The report from the CDC’s National Center for Health Statistics used data from the 2013 and 2014 National Health Interview Survey to assess why and how often people went to the emergency room. Data from 2014 – the year that coverage provisions in Obamacare went into effect – showed the percentage of adults visiting the ER didn’t differ much from the year before, despite the fact that 7.9 million gained coverage between the two years.

As “cost-shifting” skeptics said all along, most emergency room visits are driven by patient perceptions of the seriousness of their conditions – the CDC report chalks up 77 percent of E.R. visits to that reason.

Others went because they couldn’t see their regular doctor – and ObamaCare is notoriously reducing access to doctors for many patients. That problem is likely to increase, as President Obama’s deformation of the insurance market pushes providers offer even more restrictive plans, or abandon the marketplace altogether.

The remaining E.R. patients were the uninsured, and according to the CDC, their visits to emergency rooms have slightly increased. Great job, ObamaCare designers!

About the best that can be said for Obama’s disastrous scheme is that a slight decrease in E.R. reliance was noted among people with both private insurance and Medicaid. We could have expanded Medicaid without the rest of ObamaCare’s garbage… but of course, the con artists who inflicted the Affordable Care Act on us knew that Americans wouldn’t go for an honest discussion about dramatically expanding Medicaid. A lot of the other garbage was camouflage for Medicaid increases that could not have been sold honestly.

As for private health insurance, we desperately need to repeal ObamaCare and get real market-oriented reforms in place to make it more competitive, or we’re going to lose the private insurance industry altogether.

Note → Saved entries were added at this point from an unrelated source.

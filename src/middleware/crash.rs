//! Panic-recovery middleware.

use std::any::Any;
use std::panic::AssertUnwindSafe;
use std::sync::Arc;

use futures_util::FutureExt;
use http::StatusCode;
use tracing::error;

use crate::handler::BoxFuture;
use crate::middleware::{Middleware, Next};
use crate::request::Request;
use crate::response::Response;

/// Converts panics in downstream stages and handlers into responses.
///
/// Delegation is wrapped in `catch_unwind`, so the recovery callback runs on
/// every abnormal exit path of the delegate; a normal return passes the
/// response through untouched. Without this guard a panicking handler tears
/// down its connection task and the client sees a reset instead of a reply.
pub struct CrashGuard {
    recover: Arc<dyn Fn() -> Response + Send + Sync>,
}

impl CrashGuard {
    /// Creates a guard with a custom recovery callback producing the
    /// response sent after a panic.
    pub fn new(recover: impl Fn() -> Response + Send + Sync + 'static) -> Self {
        Self { recover: Arc::new(recover) }
    }
}

impl Default for CrashGuard {
    /// Recovers with `500` and a fixed JSON error body.
    fn default() -> Self {
        Self::new(|| {
            Response::builder()
                .status(StatusCode::INTERNAL_SERVER_ERROR)
                .json(br#"{"Error": "internal server error"}"#.to_vec())
        })
    }
}

impl Middleware for CrashGuard {
    fn handle(&self, req: Request, next: Next) -> BoxFuture {
        let recover = Arc::clone(&self.recover);

        Box::pin(async move {
            match AssertUnwindSafe(next.run(req)).catch_unwind().await {
                Ok(response) => response,
                Err(panic) => {
                    error!("request handler panicked: {}", panic_message(&panic));
                    recover()
                }
            }
        })
    }
}

fn panic_message(panic: &(dyn Any + Send)) -> &str {
    if let Some(s) = panic.downcast_ref::<&str>() {
        s
    } else if let Some(s) = panic.downcast_ref::<String>() {
        s
    } else {
        "<non-string panic payload>"
    }
}
impl Inner {
    /// The single transition point: updates the status, notifies the
    /// listener while the lock is held, and mirrors the status into the
    /// watch channel.
    fn transition(&self, state: &mut State, new: ServerStatus) {
        let old = state.status;
        state.status = new;

        if let Some(listener) = &state.listener {
            listener(old, new);
        }

        // `send` is a no-op while nobody subscribes; `send_replace` updates
        // the value unconditionally so a later `stop()` reads the current
        // status, not a stale one.
        let _ = self.status_tx.send_replace(new);
    }

    /// Owns the listener for one server run. Runs on its own task; every
    /// exit path ends in a transition to `Stopped`.
    async fn accept_loop(
        self: Arc<Self>,
        mut shutdown: watch::Receiver<bool>,
        tls: Option<Arc<rustls::ServerConfig>>,
    ) {
        let listener = match TcpListener::bind(self.addr).await {
            Ok(listener) => listener,
            Err(e) => {
                error!(addr = %self.addr, "failed to bind api server listener: {e}");
                let mut state = self.state.lock();
                state.shutdown_tx = None;
                self.transition(&mut state, ServerStatus::Stopped);
                return;
            }
        };

        {
            let mut state = self.state.lock();

            // A stop may have been requested while we were binding; honor it
            // instead of serving a server nobody wants anymore.
            if *shutdown.borrow() {
                state.shutdown_tx = None;
                self.transition(&mut state, ServerStatus::Stopped);
                return;
            }

            state.bound_addr = listener.local_addr().ok();
            self.transition(&mut state, ServerStatus::Running);
        }
        info!(addr = %self.addr, "api server listening");

        let acceptor = tls.map(TlsAcceptor::from);

        // Tracks every connection task so shutdown can drain them.
        let mut tasks = JoinSet::new();

        loop {
            tokio::select! {
                // Check shutdown first so a stop immediately ceases
                // accepting, even with connections queued.
                biased;

                _ = shutdown.changed() => {
                    info!(in_flight = tasks.len(), "api server draining connections");
                    break;
                }

                res = listener.accept() => {
                    let (stream, remote_addr) = match res {
                        Ok(conn) => conn,
                        Err(e) => {
                            error!("accept error: {e}");
                            continue;
                        }
                    };

                    let service = Arc::clone(&self.service);
                    let acceptor = acceptor.clone();
                    let shutdown = shutdown.clone();
                    tasks.spawn(async move {
                        serve_connection(service, stream, remote_addr, acceptor, shutdown).await;
                    });
                }

                // Reap finished connection tasks so the set does not grow
                // without bound on long-running servers.
                Some(_) = tasks.join_next(), if !tasks.is_empty() => {}
            }
        }

        // Stop accepting immediately, then drain in-flight connections up
        // to the deadline and force-close the rest.
        drop(listener);
        let drained = tokio::time::timeout(self.shutdown_timeout, async {
            while tasks.join_next().await.is_some() {}
        })
        .await;
        if drained.is_err() {
            warn!(remaining = tasks.len(), "shutdown timeout elapsed, aborting connections");
            tasks.abort_all();
            while tasks.join_next().await.is_some() {}
        }

        let mut state = self.state.lock();
        state.bound_addr = None;
        state.shutdown_tx = None;
        self.transition(&mut state, ServerStatus::Stopped);
        info!(addr = %self.addr, "api server stopped");
    }
}
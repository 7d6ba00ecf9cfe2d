//! Incoming HTTP request type.
//!
//! The body is buffered before dispatch so middleware and handlers see a
//! plain byte slice. Body-size limits belong to the reverse proxy in front
//! of the service, not to this crate.

use std::collections::HashMap;
use std::net::SocketAddr;

use bytes::Bytes;
use http::{HeaderMap, Method, Uri, Version};

/// An incoming HTTP request with a fully buffered body.
///
/// A `Request` is owned by the dispatch chain: each middleware receives it
/// by value and passes it on through [`Next::run`](crate::middleware::Next::run).
pub struct Request {
    method: Method,
    uri: Uri,
    version: Version,
    headers: HeaderMap,
    body: Bytes,
    params: HashMap<String, String>,
    remote_addr: SocketAddr,
}

impl Request {
    pub(crate) fn new(
        parts: http::request::Parts,
        body: Bytes,
        params: HashMap<String, String>,
        remote_addr: SocketAddr,
    ) -> Self {
        Self {
            method: parts.method,
            uri: parts.uri,
            version: parts.version,
            headers: parts.headers,
            body,
            params,
            remote_addr,
        }
    }

    pub fn method(&self) -> &Method {
        &self.method
    }

    /// The request path, without query string.
    pub fn path(&self) -> &str {
        self.uri.path()
    }

    pub fn uri(&self) -> &Uri {
        &self.uri
    }

    pub fn version(&self) -> Version {
        self.version
    }

    pub fn headers(&self) -> &HeaderMap {
        &self.headers
    }

    pub fn body(&self) -> &[u8] {
        &self.body
    }

    /// The peer address of the connection this request arrived on.
    pub fn remote_addr(&self) -> SocketAddr {
        self.remote_addr
    }

    /// Header lookup by name; returns `None` for missing or non-UTF-8 values.
    pub fn header(&self, name: &str) -> Option<&str> {
        self.headers.get(name).and_then(|v| v.to_str().ok())
    }

    /// The `user-agent` header, or `""` when absent.
    pub fn user_agent(&self) -> &str {
        self.header("user-agent").unwrap_or("")
    }

    /// Returns a named path parameter.
    ///
    /// For a route `getdata/{id}`, `req.param("id")` on `/v1/getdata/42`
    /// returns `Some("42")`.
    pub fn param(&self, key: &str) -> Option<&str> {
        self.params.get(key).map(String::as_str)
    }
}
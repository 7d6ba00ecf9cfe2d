//! Server lifecycle state-machine tests.

use std::sync::{Arc, Mutex};
use std::time::Duration;

use plinth::{
    Error, Request, Response, Route, RouteTable, Server, ServerConfig, ServerStatus,
    ServiceFactory,
};

fn test_server() -> Server {
    test_server_with(ServerConfig::builder().address("127.0.0.1:0").build().unwrap())
}

fn test_server_with(config: ServerConfig) -> Server {
    let service = ServiceFactory::new().make(RouteTable::new()).unwrap();
    Server::new(service, config)
}

/// Polls `cond` for up to two seconds.
async fn eventually(mut cond: impl FnMut() -> bool) -> bool {
    for _ in 0..200 {
        if cond() {
            return true;
        }
        tokio::time::sleep(Duration::from_millis(10)).await;
    }
    false
}

#[tokio::test]
async fn start_reaches_running_and_stop_reaches_stopped() {
    let server = test_server();
    assert!(server.is_stopped());
    assert!(!server.is_running());

    server.start_http().unwrap();
    assert!(eventually(|| server.is_running()).await, "server never reached Running");

    server.stop().await.unwrap();
    assert!(eventually(|| server.is_stopped()).await, "server never reached Stopped");
}

#[tokio::test]
async fn second_start_is_rejected_and_does_not_disturb_the_first() {
    let server = test_server();
    server.start_http().unwrap();

    // Whether the first start is still Starting or already Running, the
    // second must fail.
    let err = server.start_http().unwrap_err();
    assert!(matches!(err, Error::AlreadyActive(_)));

    assert!(eventually(|| server.is_running()).await);
    let err = server.start_http().unwrap_err();
    assert!(matches!(err, Error::AlreadyActive(_)));

    server.stop().await.unwrap();
}

#[tokio::test]
async fn stop_when_stopped_is_rejected() {
    let server = test_server();
    let err = server.stop().await.unwrap_err();
    assert!(matches!(err, Error::AlreadyStopped(_)));
}

#[tokio::test]
async fn https_without_tls_material_is_rejected() {
    let server = test_server();
    let err = server.start_https().unwrap_err();
    assert!(matches!(err, Error::TlsNotConfigured));
    assert!(server.is_stopped());
}

#[tokio::test]
async fn listener_observes_every_transition_in_order() {
    let seen: Arc<Mutex<Vec<(ServerStatus, ServerStatus)>>> = Arc::new(Mutex::new(Vec::new()));
    let recorder = Arc::clone(&seen);

    let config = ServerConfig::builder()
        .address("127.0.0.1:0")
        .status_listener(move |old, new| recorder.lock().unwrap().push((old, new)))
        .build()
        .unwrap();
    let server = test_server_with(config);

    server.start_http().unwrap();
    assert!(eventually(|| server.is_running()).await);
    server.stop().await.unwrap();
    assert!(eventually(|| server.is_stopped()).await);

    let seen = seen.lock().unwrap();
    assert_eq!(
        *seen,
        vec![
            (ServerStatus::Stopped, ServerStatus::Starting),
            (ServerStatus::Starting, ServerStatus::Running),
            (ServerStatus::Running, ServerStatus::Stopped),
        ]
    );
}

#[tokio::test]
async fn stop_while_starting_still_terminates_in_stopped() {
    let server = test_server();
    server.start_http().unwrap();

    // No wait for Running: the stop may race the listener bind.
    server.stop().await.unwrap();
    assert!(eventually(|| server.is_stopped()).await, "server never settled in Stopped");
}

#[tokio::test]
async fn stop_waits_for_in_flight_requests_to_drain() {
    use tokio::io::{AsyncReadExt, AsyncWriteExt};

    let slow = |_req: Request| async {
        tokio::time::sleep(Duration::from_millis(300)).await;
        Response::text("done")
    };
    let mut table = RouteTable::new();
    table.insert("test".to_owned(), vec![Route::new("Slow", "slow", slow)]);

    let server = Server::new(
        ServiceFactory::new().make(table).unwrap(),
        ServerConfig::builder().address("127.0.0.1:0").build().unwrap(),
    );
    server.start_http().unwrap();
    assert!(eventually(|| server.is_running()).await);
    let addr = server.bound_addr().expect("bound address");

    let request = tokio::spawn(async move {
        let mut stream = tokio::net::TcpStream::connect(addr).await.unwrap();
        stream
            .write_all(b"GET /test/slow HTTP/1.1\r\nhost: test\r\nconnection: close\r\n\r\n")
            .await
            .unwrap();
        let mut raw = Vec::new();
        stream.read_to_end(&mut raw).await.unwrap();
        raw
    });
    // Let the request reach the handler before stopping.
    tokio::time::sleep(Duration::from_millis(100)).await;

    let begin = std::time::Instant::now();
    server.stop().await.unwrap();

    assert!(server.is_stopped(), "stop returned before the accept loop exited");
    assert!(
        begin.elapsed() >= Duration::from_millis(100),
        "stop returned without draining the in-flight request"
    );

    let raw = request.await.unwrap();
    let text = String::from_utf8_lossy(&raw);
    assert!(text.starts_with("HTTP/1.1 200"), "unexpected response: {text}");
    assert!(text.ends_with("done"), "in-flight response was cut short: {text}");
}

#[tokio::test]
async fn server_can_be_restarted_after_a_full_cycle() {
    let server = test_server();

    for _ in 0..2 {
        server.start_http().unwrap();
        assert!(eventually(|| server.is_running()).await);
        server.stop().await.unwrap();
        assert!(eventually(|| server.is_stopped()).await);
    }
}

#[tokio::test]
async fn bound_addr_is_visible_while_running() {
    let server = test_server();
    assert!(server.bound_addr().is_none());

    server.start_http().unwrap();
    assert!(eventually(|| server.is_running()).await);
    let addr = server.bound_addr().expect("bound address while running");
    assert_ne!(addr.port(), 0);

    server.stop().await.unwrap();
    assert!(eventually(|| server.is_stopped()).await);
    assert!(server.bound_addr().is_none());
}

#[tokio::test]
async fn endpoint_reports_the_configured_address() {
    let config = ServerConfig::builder().address("127.0.0.1:14002").build().unwrap();
    let server = test_server_with(config);
    assert_eq!(server.endpoint(), "http://127.0.0.1:14002");
}
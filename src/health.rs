//! Health-check terminal handler.

use http::StatusCode;
use serde::Serialize;
use tracing::error;

use crate::handler::Handler;
use crate::request::Request;
use crate::response::Response;

#[derive(Serialize)]
struct HealthCheck {
    #[serde(rename = "Name")]
    name: String,
}

/// Returns a health-check handler answering `200 OK` with
/// `{"Name": "<service_name>"}`, or `500` with the error text if the body
/// cannot be encoded.
///
/// ```rust,no_run
/// use plinth::{health, Route};
///
/// let route = Route::new("HealthCheck", "healthcheck", health::named("order"));
/// ```
pub fn named(service_name: impl Into<String>) -> impl Handler {
    let name = service_name.into();
    move |_req: Request| {
        let name = name.clone();
        async move {
            match serde_json::to_vec(&HealthCheck { name }) {
                Ok(body) => Response::json(body),
                Err(e) => {
                    error!("healthcheck encode error: {e}");
                    Response::builder()
                        .status(StatusCode::INTERNAL_SERVER_ERROR)
                        .text(e.to_string())
                }
            }
        }
    }
}
//! Service call counter middleware.

use std::sync::Arc;

use crate::handler::BoxFuture;
use crate::middleware::{Middleware, Next};
use crate::request::Request;

/// Invokes a counter callback for every request, then delegates
/// unconditionally.
///
/// The callback typically increments a metric; it must be cheap, since it
/// runs on the hot path before any other processing.
pub struct CallCounter {
    counter: Arc<dyn Fn() + Send + Sync>,
}

impl CallCounter {
    pub fn new(counter: impl Fn() + Send + Sync + 'static) -> Self {
        Self { counter: Arc::new(counter) }
    }
}

impl Middleware for CallCounter {
    fn handle(&self, req: Request, next: Next) -> BoxFuture {
        (self.counter)();
        next.run(req)
    }
}
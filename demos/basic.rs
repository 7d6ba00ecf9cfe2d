//! Minimal plinth example — a versioned order API with tiered middleware.
//!
//! Run with:
//!   RUST_LOG=debug cargo run --example basic
//!
//! Try:
//!   curl http://localhost:8080/v1/order/healthcheck
//!   curl http://localhost:8080/v1/order/create -X POST -d '{}'
//!   curl http://localhost:8080/nowhere            # fixed 404 body
//!   curl http://localhost:8080/v1/order/          # listing placeholder

use std::sync::atomic::{AtomicUsize, Ordering};
use std::sync::Arc;

use plinth::middleware::{CallCounter, CrashGuard, Logger};
use plinth::{health, Method, Request, Response, Route, RouteTable, Server, ServerConfig, ServiceFactory};

#[tokio::main]
async fn main() -> Result<(), plinth::Error> {
    tracing_subscriber::fmt::init();

    let calls = Arc::new(AtomicUsize::new(0));
    let counter = {
        let calls = Arc::clone(&calls);
        CallCounter::new(move || {
            calls.fetch_add(1, Ordering::Relaxed);
        })
    };

    let mut factory = ServiceFactory::new();
    factory.always("middleware:crash-handler", CrashGuard::default());
    factory.default("middleware:logger", Logger::new());
    factory.available("middleware:call-counter", counter);

    let mut routes = RouteTable::new();
    routes.insert(
        "v1/order".to_owned(),
        vec![
            Route::new("HealthCheck", "healthcheck", health::named("order")),
            Route::new("CreateOrder", "create", create_order)
                .method(Method::POST)
                .include("middleware:call-counter"),
        ],
    );

    let server = Server::new(
        factory.make(routes)?,
        ServerConfig::builder().address("0.0.0.0:8080").build()?,
    );

    server.start_http()?;
    server.stop_on_signal().await
}

// POST /v1/order/create
async fn create_order(req: Request) -> Response {
    if req.body().is_empty() {
        return Response::status(plinth::StatusCode::BAD_REQUEST);
    }

    Response::builder()
        .status(plinth::StatusCode::CREATED)
        .json(br#"{"OrderId": "42"}"#.to_vec())
}
use aho_corasick::{AhoCorasick, MatchKind};
use prism_core::AnonymizationMapping;
use serde::{Deserialize, Serialize};
use tracing::warn;
use unicode_segmentation::UnicodeSegmentation;

/// How surrogates are located in text handed back for deanonymization.
#[derive(Debug, Clone, Copy, Default, PartialEq, Eq, Serialize, Deserialize)]
#[serde(tag = "kind", rename_all = "snake_case")]
pub enum MatchingStrategy {
    /// Whole-word, case-sensitive occurrences only.
    #[default]
    Exact,
    /// Also accepts word windows within `max_edit_distance` of a surrogate, for text a
    /// generation service paraphrased. The distance is further capped at a third of the
    /// surrogate length.
    Fuzzy { max_edit_distance: usize },
}

impl MatchingStrategy {
    pub fn from_distance(max_edit_distance: usize) -> Self {
        if max_edit_distance == 0 {
            Self::Exact
        } else {
            Self::Fuzzy { max_edit_distance }
        }
    }
}

#[derive(Debug, Clone)]
struct Replacement<'a> {
    start: usize,
    end: usize,
    original: &'a str,
}

impl Replacement<'_> {
    fn overlaps(&self, start: usize, end: usize) -> bool {
        self.start < end && start < self.end
    }
}

/// Puts originals back in place of surrogates. Text that matches no surrogate is left
/// as it is.
pub fn deanonymize(text: &str, mapping: &AnonymizationMapping, strategy: MatchingStrategy) -> String {
    if text.is_empty() || mapping.is_empty() {
        return text.to_string();
    }

    let mut replacements = exact_matches(text, mapping);
    if let MatchingStrategy::Fuzzy { max_edit_distance } = strategy {
        if max_edit_distance > 0 {
            let fuzzy = fuzzy_matches(text, mapping, &replacements, max_edit_distance);
            replacements.extend(fuzzy);
        }
    }
    replacements.sort_by_key(|replacement| replacement.start);

    let mut output = String::with_capacity(text.len());
    let mut cursor = 0;
    for replacement in replacements {
        if replacement.start < cursor {
            continue;
        }
        output.push_str(&text[cursor..replacement.start]);
        output.push_str(replacement.original);
        cursor = replacement.end;
    }
    output.push_str(&text[cursor..]);
    output
}

fn exact_matches<'a>(text: &str, mapping: &'a AnonymizationMapping) -> Vec<Replacement<'a>> {
    let entries = mapping
        .entries()
        .iter()
        .filter(|entry| !entry.surrogate.is_empty())
        .collect::<Vec<_>>();
    let automaton = match AhoCorasick::builder()
        .match_kind(MatchKind::LeftmostLongest)
        .build(entries.iter().map(|entry| entry.surrogate.as_str()))
    {
        Ok(automaton) => automaton,
        Err(error) => {
            warn!(error = %error, "failed to build surrogate automaton");
            return Vec::new();
        }
    };

    automaton
        .find_iter(text)
        .filter(|found| is_whole_word(text, found.start(), found.end()))
        .map(|found| Replacement {
            start: found.start(),
            end: found.end(),
            original: entries[found.pattern().as_usize()].original.as_str(),
        })
        .collect()
}

fn fuzzy_matches<'a>(
    text: &str,
    mapping: &'a AnonymizationMapping,
    taken: &[Replacement<'a>],
    max_edit_distance: usize,
) -> Vec<Replacement<'a>> {
    let words = text.unicode_word_indices().collect::<Vec<_>>();
    let mut found: Vec<Replacement<'a>> = Vec::new();

    for entry in mapping.entries() {
        let Some(target) = FuzzyTarget::new(&entry.surrogate, max_edit_distance) else {
            continue;
        };

        for window in words.windows(target.width) {
            let (start, end) = window_bounds(window);
            if taken.iter().chain(found.iter()).any(|r| r.overlaps(start, end)) {
                continue;
            }
            if target.matches(&text[start..end]) {
                found.push(Replacement {
                    start,
                    end,
                    original: entry.original.as_str(),
                });
            }
        }
    }

    found
}

/// Whether fuzzy deanonymization under `strategy` would take some run of words in
/// `text` for `surrogate`.
pub(crate) fn fuzzy_collides(surrogate: &str, text: &str, strategy: MatchingStrategy) -> bool {
    let MatchingStrategy::Fuzzy { max_edit_distance } = strategy else {
        return false;
    };
    let Some(target) = FuzzyTarget::new(surrogate, max_edit_distance) else {
        return false;
    };

    let words = text.unicode_word_indices().collect::<Vec<_>>();
    words.windows(target.width).any(|window| {
        let (start, end) = window_bounds(window);
        target.matches(&text[start..end])
    })
}

/// A surrogate prepared for fuzzy comparison against word windows.
struct FuzzyTarget {
    lowered: String,
    len: usize,
    width: usize,
    budget: usize,
}

impl FuzzyTarget {
    /// `None` when the surrogate is too short to allow any edit.
    fn new(surrogate: &str, max_edit_distance: usize) -> Option<Self> {
        let lowered = surrogate.to_lowercase();
        let len = lowered.chars().count();
        let width = surrogate.unicode_words().count();
        let budget = max_edit_distance.min(len / 3);
        (width > 0 && budget > 0).then_some(Self {
            lowered,
            len,
            width,
            budget,
        })
    }

    fn matches(&self, candidate: &str) -> bool {
        let candidate = candidate.to_lowercase();
        candidate.chars().count().abs_diff(self.len) <= self.budget
            && levenshtein(&candidate, &self.lowered) <= self.budget
    }
}

fn window_bounds(window: &[(usize, &str)]) -> (usize, usize) {
    let (last_start, last_word) = window[window.len() - 1];
    (window[0].0, last_start + last_word.len())
}

fn is_whole_word(text: &str, start: usize, end: usize) -> bool {
    let matched = &text[start..end];
    let starts_alnum = matched.chars().next().is_some_and(char::is_alphanumeric);
    let ends_alnum = matched.chars().next_back().is_some_and(char::is_alphanumeric);
    let before = text[..start].chars().next_back();
    let after = text[end..].chars().next();

    !(starts_alnum && before.is_some_and(char::is_alphanumeric))
        && !(ends_alnum && after.is_some_and(char::is_alphanumeric))
}

pub(crate) fn levenshtein(a: &str, b: &str) -> usize {
    let b_chars = b.chars().collect::<Vec<_>>();
    let mut previous = (0..=b_chars.len()).collect::<Vec<_>>();
    let mut current = vec![0; b_chars.len() + 1];

    for (i, a_char) in a.chars().enumerate() {
        current[0] = i + 1;
        for (j, b_char) in b_chars.iter().enumerate() {
            let substitution = previous[j] + usize::from(a_char != *b_char);
            current[j + 1] = substitution.min(previous[j + 1] + 1).min(current[j] + 1);
        }
        std::mem::swap(&mut previous, &mut current);
    }

    previous[b_chars.len()]
}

U.S. News is disingenuous to portray reducing the load on emergency rooms as a minor or incidental feature of ObamaCare. It was the entire point of the exercise. Violating the Constitution to force everyone to buy health insurance was supposed to be a more effective and fair means of socializing the cost than letting the uninsured rely on emergency-room care and passing the cost along to everyone else behind the scenes.

Dishonest nonsense about people “dying in the streets” without health care reform was easily debunked by noting the lack of people dying in the streets.

For a fraction of what America wasted on the doomed scheme called ObamaCare, we could have upgraded our ability to provide emergency medical care to the truly needy, while using wise reforms to let private insurance function as insurance. The core problem with health care is decades of government effort to make it “insurance” in name only.

Instead, we’ve allowed parasitic government and insurance companies to devour billions of dollars of our money, and wasted vast amounts of our valuable time complying with badly-written rules and an expensive crapware computer system, with zero improvement to the actual delivery of health care. On the contrary, it’s getting worse, and the worst is yet to come.